When the rotational speed of the rotating device is changed, the frequency component of the rotor vibration signal exhibits a time-varying characteristic. The instantaneous frequency is often used to characterize such instantaneous changes in the signal. The time-frequency analysis technique is an effective tool for estimating the instantaneous frequency of a signal, and can be divided into a non-parametric time-frequency method and a parametric time-frequency method according to whether an analysis parameter is related to the signal. Common methods such as short-time Fourier transform, wavelet transform, Weignenwell distribution and the like belong to non-parametric time-frequency methods. The disadvantages of these methods are: poor time-frequency concentration, cross item interference and the like. In order to improve the resolution of the non-parametric time-frequency method, some researchers have proposed time-frequency rearrangement and synchronous compression methods. The methods move the value of each point on the time frequency distribution to the center of gravity of the signal energy through a post-processing means so as to compress a time frequency energy band and improve the time frequency resolution, but the methods have large calculation amount and poor noise resistance. Another class of unparameterized time-frequency methods utilizes advanced mathematical optimization methods to improve the signal instantaneous frequency estimation accuracy, such as the data-driven time-frequency analysis methods proposed in the prior art. The method is sensitive to optimizing initial values, and when the initial values are not properly selected, the algorithm is difficult to converge. The parameterized time-frequency method adopts the kernel function matched with the signal model, so that the time-frequency resolution can be effectively improved, and the instantaneous frequency estimation deviation is reduced. Chirp wavelet transform is a parameterized time-frequency method for processing chirp signals. The existing technology expands the linear frequency modulation wavelet transform and provides various time-frequency analysis methods for processing non-linear frequency modulation signals. Although the parameterized time-frequency analysis method improves the energy aggregation of time-frequency distribution, the time-frequency resolution is still limited, and a high-precision instantaneous frequency estimation value is difficult to obtain.
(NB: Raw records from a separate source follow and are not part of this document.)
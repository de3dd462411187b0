//! The contract between the search and whatever implements chess rules.
//!
//! Search code is written against [`Rules`] only, so it never touches board
//! internals. [`crate::Position`] is the production implementation; tests also
//! drive the search over small synthetic game trees through the same trait.

use std::fmt;

use crate::{error::RulesError, types::*};

/// Outcome of a position as reported by the rules layer.
#[derive(Clone, Copy, Debug, PartialEq, Eq)]
pub enum GameStatus {
    Ongoing,
    /// Side to move has no legal moves and is in check.
    Checkmate,
    /// Side to move has no legal moves and is not in check.
    Stalemate,
    /// Fifty-move rule, threefold repetition or insufficient material.
    Draw,
}

pub trait Rules: Clone {
    type Move: Copy + Eq + fmt::Debug + fmt::Display;
    /// Whatever `unmake_move` needs to restore the previous state exactly.
    type Undo;

    /// Generate all legal moves into the provided buffer, reusing it across calls.
    fn legal_moves_into(&self, out: &mut Vec<Self::Move>);

    fn legal_moves(&self) -> Vec<Self::Move> {
        let mut out = Vec::with_capacity(64);
        self.legal_moves_into(&mut out);
        out
    }

    fn make_move(&mut self, mv: Self::Move) -> Result<Self::Undo, RulesError>;

    fn unmake_move(&mut self, mv: Self::Move, undo: Self::Undo);

    fn side_to_move(&self) -> Color;

    fn status(&self) -> GameStatus;

    fn is_game_over(&self) -> bool {
        self.status() != GameStatus::Ongoing
    }

    fn is_checkmate(&self) -> bool {
        self.status() == GameStatus::Checkmate
    }

    fn is_stalemate(&self) -> bool {
        self.status() == GameStatus::Stalemate
    }

    /// True for stalemate as well as the other drawn outcomes.
    fn is_draw(&self) -> bool {
        matches!(self.status(), GameStatus::Stalemate | GameStatus::Draw)
    }

    /// Piece on `sq` (a1 = 0 .. h8 = 63).
    fn piece_at(&self, sq: u8) -> Option<Piece>;

    /// Used for move ordering only.
    fn is_capture(&self, _mv: Self::Move) -> bool {
        false
    }
}
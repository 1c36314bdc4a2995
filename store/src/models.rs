use scipstore_types::Metadata;
use serde::{Deserialize, Serialize};

// Per-upload metadata as it is persisted.
#[derive(Debug, Clone, Serialize, Deserialize, PartialEq, Eq, Default)]
pub struct ProcessedMetadata {
    pub text_document_encoding: String,
    pub tool_name: String,
    pub tool_version: String,
    pub tool_arguments: Vec<String>,
    pub protocol_version: i32,
}

impl From<&Metadata> for ProcessedMetadata {
    fn from(metadata: &Metadata) -> Self {
        Self {
            text_document_encoding: metadata.text_document_encoding.clone(),
            tool_name: metadata.tool_info.name.clone(),
            tool_version: metadata.tool_info.version.clone(),
            tool_arguments: metadata.tool_info.arguments.clone(),
            protocol_version: metadata.version,
        }
    }
}

#[derive(Debug, sqlx::FromRow)]
pub(crate) struct MetadataRow {
    pub text_document_encoding: String,
    pub tool_name: String,
    pub tool_version: String,
    pub tool_arguments: String,
    pub protocol_version: i32,
}

impl MetadataRow {
    pub(crate) fn into_metadata(self) -> Result<ProcessedMetadata, serde_json::Error> {
        Ok(ProcessedMetadata {
            text_document_encoding: self.text_document_encoding,
            tool_name: self.tool_name,
            tool_version: self.tool_version,
            tool_arguments: serde_json::from_str(&self.tool_arguments)?,
            protocol_version: self.protocol_version,
        })
    }
}

// An occurrence as staged by a writer, before its symbol is resolved.
#[derive(Debug, Clone, PartialEq, Eq)]
pub(crate) struct StagedOccurrence {
    pub range: [i32; 4],
    pub symbol: String,
    pub symbol_roles: i32,
}

// A document waiting for the next flush.
#[derive(Debug, Clone)]
pub(crate) struct StagedDocument {
    pub language: Option<String>,
    pub payload_hash: String,
    pub raw_payload: Vec<u8>,
    pub symbols: Vec<String>,
    pub occurrences: Vec<StagedOccurrence>,
}

impl StagedDocument {
    pub(crate) fn symbol_names(&self) -> impl Iterator<Item = &str> {
        self.symbols
            .iter()
            .map(String::as_str)
            .chain(self.occurrences.iter().map(|occ| occ.symbol.as_str()))
    }
}

#[derive(Debug, Clone, Copy, Serialize, Default, PartialEq, Eq)]
pub struct UploadSummary {
    pub upload_id: i64,
    pub documents: usize,
    pub symbols: u64,
    pub flushes: usize,
}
So far, no parametric time-frequency method and envelope tracking filtering are combined for estimating the instantaneous rotating speed of the rotating equipment.

Disclosure of Invention

In order to overcome the defect that the estimation precision of the traditional technology is limited by time-frequency resolution, the invention provides a method for realizing high-precision estimation of the instantaneous rotating speed of rotating equipment based on the combination of parameterized time-frequency transformation and envelope tracking filtering: firstly, roughly estimating the instantaneous frequency of a vibration signal by adopting parameterized time-frequency transformation with Fourier series as a kernel function; estimating the complex envelope of the signal by using a new envelope tracking filter by taking the initial estimation value of the instantaneous frequency as input; the instantaneous frequency estimation result is accurately corrected by utilizing the phase information of the signal envelope, and the obtained instantaneous frequency of the vibration signal can directly reflect the instantaneous rotating speed of the equipment. The envelope tracking filtering algorithm provided by the invention describes signal complex envelope by utilizing a Fourier series model, and estimates envelope model parameters by utilizing a regularization least square method. The envelope tracking algorithm can effectively inhibit noise and accurately extract various complex signal envelope information.

The invention is realized according to the following technical scheme:

a method for estimating the instantaneous rotational speed of a rotating device, comprising the steps of:

step S1, estimating the instantaneous frequency of the equipment vibration signal by using parameterized time-frequency transformation;

step S2, estimating signal complex envelope by using envelope tracking filter;

in step S3, the obtained signal envelope is used to accurately correct the initial estimation result of the instantaneous frequency, and the instantaneous frequency of the signal directly reflects the instantaneous rotation speed of the device.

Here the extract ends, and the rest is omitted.